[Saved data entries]
····················

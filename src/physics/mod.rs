pub mod diffraction;
pub mod link_budget;
pub mod los;
pub mod refraction;
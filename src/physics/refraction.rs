use bevy::prelude::Resource;
use serde::{Deserialize, Serialize};

use crate::geo::EARTH_RADIUS;

#[derive(Clone, Copy, Debug, Resource, Serialize, Deserialize)]
pub struct RefractionParams {
    pub k_factor: f64,
}

impl Default for RefractionParams {
    fn default() -> Self {
        Self { k_factor: 4.0 / 3.0 }
    }
}

impl RefractionParams {
    pub fn effective_earth_radius(&self) -> f64 {
        EARTH_RADIUS * self.k_factor
    }
}

/// Height of the Earth bulge at a point `d1`/`d2` meters from the path ends.
pub fn earth_bulge_m(d1: f64, d2: f64, effective_radius_m: f64) -> f64 {
    if effective_radius_m <= 0.0 {
        return 0.0;
    }
    (d1 * d2) / (2.0 * effective_radius_m)
}

#[cfg(test)]
mod tests {
    use super::*;

    #[test]
    fn standard_atmosphere_radius() {
        let r = RefractionParams::default().effective_earth_radius();
        assert!((r - 8_494_666.67).abs() < 0.01);
    }

    #[test]
    fn bulge_at_mid_path() {
        let r = RefractionParams::default().effective_earth_radius();
        assert!((earth_bulge_m(10_000.0, 10_000.0, r) - 5.886).abs() < 0.001);
        // Flatter Earth, smaller bulge.
        assert!(earth_bulge_m(10_000.0, 10_000.0, r * 2.0) < earth_bulge_m(10_000.0, 10_000.0, r));
        assert_eq!(earth_bulge_m(0.0, 10_000.0, r), 0.0);
        assert_eq!(earth_bulge_m(10_000.0, 10_000.0, 0.0), 0.0);
    }
}
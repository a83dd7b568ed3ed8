use std::future::Future;
use std::sync::Arc;
use std::time::Duration;

use crate::cache::PointCache;
use crate::error::{AnalysisError, AnalysisResult};
use crate::geo::GeoPoint;
use crate::terrain::TerrainProvider;

pub const DEFAULT_POINT_CACHE_TTL: Duration = Duration::from_secs(21_600);
pub const DEFAULT_POINT_CACHE_CAPACITY: usize = 50_000;

/// Batch elevation lookup. Must answer in request order with one value per point,
/// or fail the whole batch.
pub trait ElevationService: Send + Sync {
    fn elevations(&self, points: &[GeoPoint]) -> impl Future<Output = AnalysisResult<Vec<f64>>> + Send;
}

impl<S: ElevationService + ?Sized> ElevationService for Arc<S> {
    fn elevations(&self, points: &[GeoPoint]) -> impl Future<Output = AnalysisResult<Vec<f64>>> + Send {
        (**self).elevations(points)
    }
}

/// Answers elevation batches from local terrain tiles at a fixed zoom.
pub struct TerrainElevationService<T> {
    terrain: T,
    zoom: u8,
}

impl<T: TerrainProvider> TerrainElevationService<T> {
    pub fn new(terrain: T, zoom: u8) -> Self {
        Self { terrain, zoom }
    }
}

impl<T: TerrainProvider> ElevationService for TerrainElevationService<T> {
    async fn elevations(&self, points: &[GeoPoint]) -> AnalysisResult<Vec<f64>> {
        points
            .iter()
            .map(|&p| {
                self.terrain
                    .elevation_at(p, self.zoom)
                    .ok_or_else(|| AnalysisError::elevation(format!("no terrain at {:.5},{:.5}", p.lat, p.lon)))
            })
            .collect()
    }
}

/// Caches point elevations from an inner service; only misses are forwarded,
/// in their original order.
pub struct CachedElevationService<S> {
    inner: S,
    cache: PointCache,
}

impl<S: ElevationService> CachedElevationService<S> {
    pub fn new(inner: S, capacity: usize, ttl: Duration) -> Self {
        Self { inner, cache: PointCache::new(capacity, ttl) }
    }

    pub fn with_defaults(inner: S) -> Self {
        Self::new(inner, DEFAULT_POINT_CACHE_CAPACITY, DEFAULT_POINT_CACHE_TTL)
    }

    pub fn inner(&self) -> &S {
        &self.inner
    }

    pub fn cache(&self) -> &PointCache {
        &self.cache
    }
}

impl<S: ElevationService> ElevationService for CachedElevationService<S> {
    async fn elevations(&self, points: &[GeoPoint]) -> AnalysisResult<Vec<f64>> {
        let mut results: Vec<Option<f64>> = points.iter().map(|&p| self.cache.get(p)).collect();
        let missing: Vec<usize> = (0..points.len()).filter(|&i| results[i].is_none()).collect();

        if !missing.is_empty() {
            let query: Vec<GeoPoint> = missing.iter().map(|&i| points[i]).collect();
            let fetched = self.inner.elevations(&query).await?;
            if fetched.len() != query.len() {
                return Err(AnalysisError::elevation("unexpected result length"));
            }
            for (&i, elevation) in missing.iter().zip(fetched) {
                if !elevation.is_finite() {
                    return Err(AnalysisError::elevation("missing elevation"));
                }
                self.cache.insert(points[i], elevation);
                results[i] = Some(elevation);
            }
        }

        results
            .into_iter()
            .map(|e| e.ok_or_else(|| AnalysisError::elevation("incomplete results")))
            .collect()
    }
}
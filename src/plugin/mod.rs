use std::sync::Arc;

use bevy::prelude::*;
use bevy::tasks::Task;
use futures_lite::future;
use log::warn;

use crate::coverage::{CoverageEngine, CoverageRaster, Origin, RasterConfig};
use crate::error::AnalysisResult;
use crate::physics::link_budget::LinkBudgetConfig;
use crate::physics::refraction::RefractionParams;
use crate::terrain::TerrainProvider;

/// Drives a [`CoverageEngine`] from an ECS app.
pub struct CoveragePlugin {
    terrain: Option<Arc<dyn TerrainProvider>>,
}

impl CoveragePlugin {
    pub fn new(terrain: Option<Arc<dyn TerrainProvider>>) -> Self {
        Self { terrain }
    }
}

impl Plugin for CoveragePlugin {
    fn build(&self, app: &mut App) {
        app.insert_resource(CoverageState::new(CoverageEngine::new(self.terrain.clone())))
            .init_resource::<RefractionParams>()
            .add_event::<RenderCoverage>()
            .add_event::<CoverageUpdated>()
            .add_systems(Update, (start_renders, poll_renders, report_progress).chain());
    }
}

#[derive(Resource)]
pub struct CoverageState {
    pub engine: Arc<CoverageEngine>,
    pub raster: Option<Arc<CoverageRaster>>,
    pub status: String,
}

impl CoverageState {
    pub fn new(engine: CoverageEngine) -> Self {
        Self { engine: Arc::new(engine), raster: None, status: String::new() }
    }
}

/// Request for a new raster. Supersedes any render in flight.
#[derive(Event, Debug, Clone)]
pub struct RenderCoverage {
    pub origins: Vec<Origin>,
    pub link: LinkBudgetConfig,
    pub config: RasterConfig,
}

/// Sent after a raster becomes the latest result.
#[derive(Event, Debug, Clone)]
pub struct CoverageUpdated {
    pub raster: Arc<CoverageRaster>,
}

#[derive(Component)]
pub struct CoverageTask {
    pub token: u64,
    task: Task<AnalysisResult<CoverageRaster>>,
}

fn start_renders(
    mut commands: Commands,
    mut requests: EventReader<RenderCoverage>,
    mut state: ResMut<CoverageState>,
    refraction: Res<RefractionParams>,
) {
    // Only the newest request matters; the engine would cancel the others anyway.
    let Some(request) = requests.read().last() else {
        return;
    };
    // The app-wide refraction setting wins over the per-request value.
    let link = LinkBudgetConfig {
        effective_earth_radius_m: refraction.effective_earth_radius(),
        ..request.link.clone()
    };

    match state.engine.render(&request.origins, &link, &request.config) {
        Ok(handle) => {
            state.status = handle.plan.summary();
            commands.spawn(CoverageTask { token: handle.token, task: handle.task });
        }
        // The last raster stays in place; only the status changes.
        Err(e) => state.status = e.to_string(),
    }
}

fn poll_renders(
    mut commands: Commands,
    mut tasks: Query<(Entity, &mut CoverageTask)>,
    mut state: ResMut<CoverageState>,
    mut updated: EventWriter<CoverageUpdated>,
) {
    for (entity, mut task) in &mut tasks {
        let Some(result) = future::block_on(future::poll_once(&mut task.task)) else {
            continue;
        };
        commands.entity(entity).despawn();

        match result.and_then(|raster| state.engine.commit(raster)) {
            Ok(raster) => {
                state.status = format!("Coverage ready ({} cells covered)", raster.covered_cells());
                state.raster = Some(raster.clone());
                updated.send(CoverageUpdated { raster });
            }
            Err(e) if e.is_silent() => {}
            Err(e) => {
                warn!("Coverage render {} failed: {e}", task.token);
                state.status = e.to_string();
            }
        }
    }
}

fn report_progress(mut state: ResMut<CoverageState>, tasks: Query<&CoverageTask>) {
    if tasks.is_empty() {
        return;
    }
    if let Some(progress) = state.engine.progress().filter(|p| p.row < p.rows) {
        state.status = progress.to_string();
    }
}
//! wgpu compute strategy for terrain-free coverage.

use std::sync::{mpsc, OnceLock};

use bytemuck::{Pod, Zeroable};
use futures_lite::future;
use log::{debug, info, warn};
use wgpu::util::DeviceExt;

use crate::cancel::Ticket;
use crate::coverage::{CoverageRaster, RasterBuffers, RenderJob, Strategy};
use crate::error::{AnalysisError, AnalysisResult};
use crate::geo::METERS_PER_DEG_LAT;

const WORKGROUP_SIZE: u32 = 8;

#[repr(C)]
#[derive(Debug, Clone, Copy, Pod, Zeroable)]
struct Params {
    lat_step: f32,
    lon_step: f32,
    lat_scale: f32,
    render_range: f32,
    fspl_1m_db: f32,
    max_path_loss_db: f32,
    path_loss_exp: f32,
    clutter_loss_db: f32,
    fade_by_margin: u32,
    origin_count: u32,
    rows: u32,
    cols: u32,
    required_overlap: u32,
    _pad: [u32; 3],
}

#[repr(C)]
#[derive(Debug, Clone, Copy, Pod, Zeroable)]
struct GpuOrigin {
    row_offset_deg: f32,
    col_offset_deg: f32,
    lon_scale: f32,
    _pad: f32,
}

/// Uniforms and origins as the shader sees them. Origin positions are offsets
/// from the grid corner so f32 keeps sub-cell precision.
fn pack(job: &RenderJob) -> (Params, Vec<GpuOrigin>) {
    let grid = &job.grid;
    let params = Params {
        lat_step: grid.lat_step as f32,
        lon_step: grid.lon_step as f32,
        lat_scale: METERS_PER_DEG_LAT as f32,
        render_range: job.render_range_m as f32,
        fspl_1m_db: job.fspl_1m_db as f32,
        max_path_loss_db: job.max_path_loss_db as f32,
        path_loss_exp: job.path_loss_exponent as f32,
        clutter_loss_db: job.clutter_loss_db as f32,
        fade_by_margin: job.fade_by_margin as u32,
        origin_count: job.origins.len() as u32,
        rows: grid.rows as u32,
        cols: grid.cols as u32,
        required_overlap: job.required_overlap as u32,
        _pad: [0; 3],
    };
    let origins = job
        .origins
        .iter()
        .map(|o| GpuOrigin {
            row_offset_deg: (grid.bounds.lat_max - o.position.lat) as f32,
            col_offset_deg: (o.position.lon - grid.bounds.lon_min) as f32,
            lon_scale: o.lon_scale as f32,
            _pad: 0.0,
        })
        .collect();
    (params, origins)
}

fn unavailable(reason: impl std::fmt::Display) -> AnalysisError {
    AnalysisError::ComputeBackendUnavailable(reason.to_string())
}

pub struct GpuContext {
    device: wgpu::Device,
    queue: wgpu::Queue,
    pipeline: wgpu::ComputePipeline,
}

impl GpuContext {
    pub fn new() -> AnalysisResult<Self> {
        let instance = wgpu::Instance::new(wgpu::InstanceDescriptor {
            backends: wgpu::Backends::all(),
            ..Default::default()
        });
        let adapter = future::block_on(instance.request_adapter(&wgpu::RequestAdapterOptions {
            power_preference: wgpu::PowerPreference::HighPerformance,
            compatible_surface: None,
            force_fallback_adapter: false,
        }))
        .ok_or_else(|| unavailable("no compute adapter"))?;

        let (device, queue) = future::block_on(adapter.request_device(
            &wgpu::DeviceDescriptor {
                label: Some("coverage-device"),
                required_features: wgpu::Features::empty(),
                required_limits: wgpu::Limits::downlevel_defaults(),
                memory_hints: wgpu::MemoryHints::Performance,
            },
            None,
        ))
        .map_err(unavailable)?;

        let module = device.create_shader_module(wgpu::ShaderModuleDescriptor {
            label: Some("coverage-shader"),
            source: wgpu::ShaderSource::Wgsl(include_str!("coverage.wgsl").into()),
        });
        let pipeline = device.create_compute_pipeline(&wgpu::ComputePipelineDescriptor {
            label: Some("coverage-pipeline"),
            layout: None,
            module: &module,
            entry_point: Some("main"),
            compilation_options: Default::default(),
            cache: None,
        });

        info!("GPU coverage backend: {}", adapter.get_info().name);
        Ok(Self { device, queue, pipeline })
    }

    fn check_limits(&self, job: &RenderJob) -> AnalysisResult<()> {
        let limits = self.device.limits();
        let groups_x = (job.grid.cols as u32).div_ceil(WORKGROUP_SIZE);
        let groups_y = (job.grid.rows as u32).div_ceil(WORKGROUP_SIZE);
        if groups_x > limits.max_compute_workgroups_per_dimension
            || groups_y > limits.max_compute_workgroups_per_dimension
        {
            return Err(unavailable("grid exceeds workgroup limits"));
        }
        let bytes = (job.grid.cell_count() * 4) as u64;
        if bytes > limits.max_storage_buffer_binding_size as u64 {
            return Err(unavailable("grid exceeds storage buffer limits"));
        }
        Ok(())
    }

    /// One dispatch over the whole grid; blocks until it completes.
    pub fn render(&self, job: &RenderJob, ticket: &Ticket) -> AnalysisResult<CoverageRaster> {
        self.check_limits(job)?;
        let grid = &job.grid;
        let cells = grid.cell_count();

        let (params, origins) = pack(job);

        let device = &self.device;
        let params_buffer = device.create_buffer_init(&wgpu::util::BufferInitDescriptor {
            label: Some("coverage-params"),
            contents: bytemuck::bytes_of(&params),
            usage: wgpu::BufferUsages::UNIFORM,
        });
        let origins_buffer = device.create_buffer_init(&wgpu::util::BufferInitDescriptor {
            label: Some("coverage-origins"),
            contents: bytemuck::cast_slice(&origins),
            usage: wgpu::BufferUsages::STORAGE,
        });
        let size = (cells * 4) as wgpu::BufferAddress;
        let storage = |label| {
            device.create_buffer(&wgpu::BufferDescriptor {
                label: Some(label),
                size,
                usage: wgpu::BufferUsages::STORAGE | wgpu::BufferUsages::COPY_SRC,
                mapped_at_creation: false,
            })
        };
        let readback = |label| {
            device.create_buffer(&wgpu::BufferDescriptor {
                label: Some(label),
                size,
                usage: wgpu::BufferUsages::MAP_READ | wgpu::BufferUsages::COPY_DST,
                mapped_at_creation: false,
            })
        };
        let pixel_buffer = storage("coverage-pixels");
        let count_buffer = storage("coverage-counts");
        let pixel_read = readback("coverage-pixels-read");
        let count_read = readback("coverage-counts-read");

        let bind_group = device.create_bind_group(&wgpu::BindGroupDescriptor {
            label: Some("coverage-bind-group"),
            layout: &self.pipeline.get_bind_group_layout(0),
            entries: &[
                wgpu::BindGroupEntry { binding: 0, resource: params_buffer.as_entire_binding() },
                wgpu::BindGroupEntry { binding: 1, resource: origins_buffer.as_entire_binding() },
                wgpu::BindGroupEntry { binding: 2, resource: pixel_buffer.as_entire_binding() },
                wgpu::BindGroupEntry { binding: 3, resource: count_buffer.as_entire_binding() },
            ],
        });

        let mut encoder = device.create_command_encoder(&wgpu::CommandEncoderDescriptor { label: Some("coverage-encoder") });
        {
            let mut pass = encoder.begin_compute_pass(&wgpu::ComputePassDescriptor {
                label: Some("coverage-pass"),
                timestamp_writes: None,
            });
            pass.set_pipeline(&self.pipeline);
            pass.set_bind_group(0, &bind_group, &[]);
            pass.dispatch_workgroups(
                (grid.cols as u32).div_ceil(WORKGROUP_SIZE),
                (grid.rows as u32).div_ceil(WORKGROUP_SIZE),
                1,
            );
        }
        encoder.copy_buffer_to_buffer(&pixel_buffer, 0, &pixel_read, 0, size);
        encoder.copy_buffer_to_buffer(&count_buffer, 0, &count_read, 0, size);
        self.queue.submit(Some(encoder.finish()));
        device.poll(wgpu::Maintain::Wait);
        ticket.ensure_current()?;

        let pixels = self.read_words(&pixel_read)?;
        let counts = self.read_words(&count_read)?;
        ticket.ensure_current()?;

        let buffers = RasterBuffers {
            pixel_rgba: pixels.iter().flat_map(|w| w.to_le_bytes()).collect(),
            coverage_count: counts.iter().map(|&c| c.min(255) as u8).collect(),
        };
        Ok(job.finish(buffers, ticket.token(), Strategy::Gpu))
    }

    fn read_words(&self, buffer: &wgpu::Buffer) -> AnalysisResult<Vec<u32>> {
        let slice = buffer.slice(..);
        let (tx, rx) = mpsc::channel();
        slice.map_async(wgpu::MapMode::Read, move |r| {
            let _ = tx.send(r);
        });
        self.device.poll(wgpu::Maintain::Wait);
        rx.recv()
            .map_err(unavailable)?
            .map_err(unavailable)?;

        let words = {
            let data = slice.get_mapped_range();
            data.chunks_exact(4)
                .map(|b| u32::from_le_bytes([b[0], b[1], b[2], b[3]]))
                .collect()
        };
        buffer.unmap();
        Ok(words)
    }
}

/// Lazily created GPU context. A failed initialisation is remembered so later
/// renders go straight to the CPU strategy.
#[derive(Default)]
pub struct GpuSlot {
    context: OnceLock<Option<GpuContext>>,
}

impl GpuSlot {
    pub fn context(&self) -> Option<&GpuContext> {
        self.context
            .get_or_init(|| match GpuContext::new() {
                Ok(ctx) => Some(ctx),
                Err(e) => {
                    warn!("{e}");
                    None
                }
            })
            .as_ref()
    }

    pub fn render(&self, job: &RenderJob, ticket: &Ticket) -> AnalysisResult<CoverageRaster> {
        let ctx = self.context().ok_or_else(|| unavailable("no usable GPU device"))?;
        debug!("GPU dispatch {}x{} for token {}", job.grid.cols, job.grid.rows, ticket.token());
        ctx.render(job, ticket)
    }
}
use serde::{Deserialize, Serialize};

use crate::physics::refraction::RefractionParams;

const C_LIGHT: f64 = 299_792_458.0;
/// Thermal noise density at 290 K, dBm/Hz.
const THERMAL_NOISE_DBM_HZ: f64 = -174.0;

pub const MIN_PATH_LOSS_EXPONENT: f64 = 1.5;

pub fn calculate_wavelength(freq_mhz: f64) -> f64 {
    C_LIGHT / (freq_mhz * 1e6)
}

pub fn receiver_sensitivity_dbm(bandwidth_hz: f64, noise_figure_db: f64, snr_min_db: f64) -> f64 {
    THERMAL_NOISE_DBM_HZ + 10.0 * bandwidth_hz.log10() + noise_figure_db + snr_min_db
}

/// Free-space path loss at 1 m.
pub fn fspl_at_1m_db(freq_mhz: f64) -> f64 {
    32.44 + 20.0 * freq_mhz.log10() - 60.0
}

pub fn max_path_loss_db(tx_dbm: f64, sensitivity_dbm: f64, fade_margin_db: f64) -> f64 {
    tx_dbm - sensitivity_dbm - fade_margin_db
}

/// Cutoff mode: the budget ends where received power drops below `min_rx_dbm`.
pub fn max_path_loss_cutoff_db(tx_dbm: f64, min_rx_dbm: f64) -> f64 {
    tx_dbm - min_rx_dbm
}

/// Log-distance path loss at `distance_m`, without terrain terms.
pub fn log_distance_loss_db(fspl_1m_db: f64, n: f64, distance_m: f64, clutter_loss_db: f64) -> f64 {
    fspl_1m_db + 10.0 * n * distance_m.log10() + clutter_loss_db
}

/// Inverts the log-distance model for the distance at which the loss budget is used up.
pub fn range_meters(max_path_loss_db: f64, freq_mhz: f64, n: f64, clutter_loss_db: f64) -> f64 {
    let n = n.max(MIN_PATH_LOSS_EXPONENT);
    let clutter = if clutter_loss_db.is_finite() { clutter_loss_db } else { 0.0 };
    let budget = max_path_loss_db - fspl_at_1m_db(freq_mhz) - clutter;
    10f64.powf(budget / (10.0 * n)).max(1.0)
}

/// Environment preset: path-loss exponent plus fixed clutter loss.
#[derive(Debug, Clone, Copy, PartialEq, Eq, Hash, Default, Serialize, Deserialize)]
#[serde(rename_all = "snake_case")]
pub enum PropagationModel {
    FreeSpace,
    #[default]
    Suburban,
    Urban,
    Indoor,
}

impl PropagationModel {
    pub fn path_loss_exponent(&self) -> f64 {
        match self {
            PropagationModel::FreeSpace => 2.0,
            PropagationModel::Suburban => 2.2,
            PropagationModel::Urban => 2.3,
            PropagationModel::Indoor => 2.7,
        }
    }

    pub fn clutter_loss_db(&self) -> f64 {
        match self {
            PropagationModel::FreeSpace => 0.0,
            PropagationModel::Suburban => 6.0,
            PropagationModel::Urban => 10.0,
            PropagationModel::Indoor => 18.0,
        }
    }

    pub fn label(&self) -> &'static str {
        match self {
            PropagationModel::FreeSpace => "Best-case (free-space)",
            PropagationModel::Suburban => "Suburban",
            PropagationModel::Urban => "Urban",
            PropagationModel::Indoor => "Indoor/obstructed",
        }
    }
}

#[derive(Debug, Clone, PartialEq, Serialize, Deserialize)]
#[serde(default)]
pub struct LinkBudgetConfig {
    pub frequency_mhz: f64,
    pub bandwidth_hz: f64,
    pub noise_figure_db: f64,
    pub snr_min_db: f64,
    pub fade_margin_db: f64,
    pub tx_power_dbm: f64,
    pub antenna_gain_db: f64,
    pub path_loss_exponent: f64,
    pub clutter_loss_db: f64,
    pub fresnel_factor: f64,
    pub clearance_ratio: f64,
    pub clearance_loss_db: f64,
    pub effective_earth_radius_m: f64,
    pub min_rx_dbm: f64,
    /// Size the budget by `min_rx_dbm` instead of sensitivity and fade margin.
    pub cutoff_mode: bool,
}

impl Default for LinkBudgetConfig {
    fn default() -> Self {
        let model = PropagationModel::default();
        Self {
            frequency_mhz: 910.525,
            bandwidth_hz: 62_500.0,
            noise_figure_db: 6.0,
            snr_min_db: -7.5,
            fade_margin_db: 10.0,
            tx_power_dbm: 20.0,
            antenna_gain_db: 3.0,
            path_loss_exponent: model.path_loss_exponent(),
            clutter_loss_db: model.clutter_loss_db(),
            fresnel_factor: 0.2,
            clearance_ratio: 0.6,
            clearance_loss_db: 12.0,
            effective_earth_radius_m: RefractionParams::default().effective_earth_radius(),
            min_rx_dbm: -97.0,
            cutoff_mode: false,
        }
    }
}

impl LinkBudgetConfig {
    pub fn with_model(mut self, model: PropagationModel) -> Self {
        self.path_loss_exponent = model.path_loss_exponent();
        self.clutter_loss_db = model.clutter_loss_db();
        self
    }

    /// Clamps `min_rx_dbm` into the accepted [-150, -60] dBm range.
    pub fn sanitized(&self) -> Self {
        let min_rx_dbm = if self.min_rx_dbm.is_finite() { self.min_rx_dbm.clamp(-150.0, -60.0) } else { -97.0 };
        Self { min_rx_dbm, ..self.clone() }
    }

    pub fn wavelength_m(&self) -> f64 {
        calculate_wavelength(self.frequency_mhz)
    }

    pub fn sensitivity_dbm(&self) -> f64 {
        receiver_sensitivity_dbm(self.bandwidth_hz, self.noise_figure_db, self.snr_min_db)
    }

    pub fn fspl_1m_db(&self) -> f64 {
        fspl_at_1m_db(self.frequency_mhz)
    }

    pub fn effective_tx_dbm(&self) -> f64 {
        self.tx_power_dbm + self.antenna_gain_db
    }

    pub fn max_path_loss_db(&self) -> f64 {
        if self.cutoff_mode {
            max_path_loss_cutoff_db(self.effective_tx_dbm(), self.min_rx_dbm)
        } else {
            max_path_loss_db(self.effective_tx_dbm(), self.sensitivity_dbm(), self.fade_margin_db)
        }
    }

    /// Free-space reference range for the configured budget and environment.
    pub fn base_range_m(&self) -> f64 {
        range_meters(
            self.max_path_loss_db(),
            self.frequency_mhz,
            self.path_loss_exponent,
            self.clutter_loss_db,
        )
    }
}

#[cfg(test)]
mod tests {
    use super::*;

    #[test]
    fn sensitivity_matches_reference_radio() {
        let s = receiver_sensitivity_dbm(62_500.0, 6.0, -7.5);
        assert!((s - -127.54).abs() < 0.01, "sensitivity {s}");
    }

    #[test]
    fn fspl_reference() {
        assert!((fspl_at_1m_db(910.525) - 31.63).abs() < 0.01);
    }

    #[test]
    fn range_round_trips_through_forward_model() {
        let r = range_meters(150.54, 910.525, 2.0, 0.0);
        assert!((r - 882_000.0).abs() / 882_000.0 < 0.01, "range {r}");
        let back = log_distance_loss_db(fspl_at_1m_db(910.525), 2.0, r, 0.0);
        assert!((back - 150.54).abs() < 0.01);
    }

    #[test]
    fn range_floors() {
        // Exponent floored at 1.5.
        let a = range_meters(100.0, 910.525, 0.5, 0.0);
        let b = range_meters(100.0, 910.525, 1.5, 0.0);
        assert_eq!(a, b);
        // Negative budget floors at 1 m.
        assert_eq!(range_meters(0.0, 910.525, 2.0, 50.0), 1.0);
    }

    #[test]
    fn cutoff_mode_ignores_fade_margin() {
        let mut cfg = LinkBudgetConfig::default();
        cfg.cutoff_mode = true;
        cfg.fade_margin_db = 99.0;
        assert!((cfg.max_path_loss_db() - (23.0 + 97.0)).abs() < 1e-9);
    }
}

····················

Exercise instructions> For the word "filter", return every line of the records that holds it.

Result of this task>
        let missing: Vec<usize> = (0..points.len()).filter(|&i| results[i].is_none()).collect();
    if let Some(progress) = state.engine.progress().filter(|p| p.row < p.rows) {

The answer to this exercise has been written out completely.